In our view, this handbook is a must for any researcher who believes that, in the human sciences, knowledge of history is the best gateway to understanding the problems and results of a discipline.

O. Floquet, Histoire Ãpistémologie Langage

This volume is the first to provide an up-to-date and comprehensive history of phonology from the earliest known examples of phonological thinking, through the rise of phonology as a field in the twentieth century, and up to the most recent advances. The volume is divided into five parts. Part I offers an account of writing systems along with chapters exploring the great ancient and medieval intellectual traditions of phonological thought that form the foundation of later thinking and continue to enrich phonological theory. Chapters in Part II describe the important schools and individuals of the late nineteenth and early twentieth centuries who shaped phonology as an organized scientific field. Part III examines mid-twentieth century developments in phonology in the Soviet Union, Northern and Western Europe, and North America; it continues with precursors to generative grammar, and culminates in a chapter on Chomsky and Halle's The Sound Pattern of English (SPE).

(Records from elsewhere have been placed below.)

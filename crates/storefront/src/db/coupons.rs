//! Coupon repository.

use chrono::{DateTime, Utc};
use rust_decimal::Decimal;
use sqlx::PgPool;

use marigold_core::{CouponId, DiscountType};

use super::RepositoryError;
use crate::models::Coupon;

/// Internal row type for `PostgreSQL` coupon queries.
#[derive(Debug, sqlx::FromRow)]
struct CouponRow {
    id: i32,
    code: String,
    discount_type: DiscountType,
    discount_value: Decimal,
    minimum_amount: Decimal,
    maximum_discount: Decimal,
    valid_from: DateTime<Utc>,
    valid_until: DateTime<Utc>,
    applicable_categories: Vec<String>,
    is_active: bool,
}

impl From<CouponRow> for Coupon {
    fn from(row: CouponRow) -> Self {
        Self {
            id: CouponId::new(row.id),
            code: row.code,
            discount_type: row.discount_type,
            discount_value: row.discount_value,
            minimum_amount: row.minimum_amount,
            maximum_discount: row.maximum_discount,
            valid_from: row.valid_from,
            valid_until: row.valid_until,
            applicable_categories: row.applicable_categories,
            is_active: row.is_active,
        }
    }
}

/// Repository for coupon database operations.
pub struct CouponRepository<'a> {
    pool: &'a PgPool,
}

impl<'a> CouponRepository<'a> {
    /// Create a new coupon repository.
    #[must_use]
    pub const fn new(pool: &'a PgPool) -> Self {
        Self { pool }
    }

    /// Get an active coupon by code. Codes are matched case-insensitively.
    ///
    /// Inactive coupons are treated as absent, matching how the shop team
    /// retires codes without deleting them.
    ///
    /// # Errors
    ///
    /// Returns `RepositoryError::Database` if the query fails.
    pub async fn get_active_by_code(&self, code: &str) -> Result<Option<Coupon>, RepositoryError> {
        let row = sqlx::query_as::<_, CouponRow>(
            r"
            SELECT id, code, discount_type, discount_value, minimum_amount,
                   maximum_discount, valid_from, valid_until,
                   applicable_categories, is_active
            FROM storefront.coupon
            WHERE upper(code) = upper($1) AND is_active
            ",
        )
        .bind(code)
        .fetch_optional(self.pool)
        .await?;

        Ok(row.map(Into::into))
    }

    /// Insert a coupon, replacing any existing coupon with the same code.
    ///
    /// Used by the seeding CLI; the shop team normally manages coupons
    /// directly.
    ///
    /// # Errors
    ///
    /// Returns `RepositoryError::Database` if the query fails.
    pub async fn upsert(&self, coupon: &Coupon) -> Result<(), RepositoryError> {
        sqlx::query(
            r"
            INSERT INTO storefront.coupon
                (code, discount_type, discount_value, minimum_amount,
                 maximum_discount, valid_from, valid_until,
                 applicable_categories, is_active)
            VALUES ($1, $2, $3, $4, $5, $6, $7, $8, $9)
            ON CONFLICT (code) DO UPDATE SET
                discount_type = EXCLUDED.discount_type,
                discount_value = EXCLUDED.discount_value,
                minimum_amount = EXCLUDED.minimum_amount,
                maximum_discount = EXCLUDED.maximum_discount,
                valid_from = EXCLUDED.valid_from,
                valid_until = EXCLUDED.valid_until,
                applicable_categories = EXCLUDED.applicable_categories,
                is_active = EXCLUDED.is_active
            ",
        )
        .bind(&coupon.code)
        .bind(coupon.discount_type)
        .bind(coupon.discount_value)
        .bind(coupon.minimum_amount)
        .bind(coupon.maximum_discount)
        .bind(coupon.valid_from)
        .bind(coupon.valid_until)
        .bind(&coupon.applicable_categories)
        .bind(coupon.is_active)
        .execute(self.pool)
        .await?;

        Ok(())
    }
}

Part IV then shows how phonological theorists responded to SPE with respect to derivations, representations, and phonology-morphology interaction. Theories discussed include Dependency Phonology, Government Phonology, Constraint-and-Repair theories, and Optimality Theory. The part ends with a chapter on the study of variation. Finally, chapters in Part V look at new methods and approaches, covering phonetic explanation, corpora and phonological analysis, probabilistic phonology, computational modelling, models of phonological learning, and the evolution of phonology. This in-depth exploration of the history of phonology provides new perspectives on where phonology has been and sheds light on where it could go next.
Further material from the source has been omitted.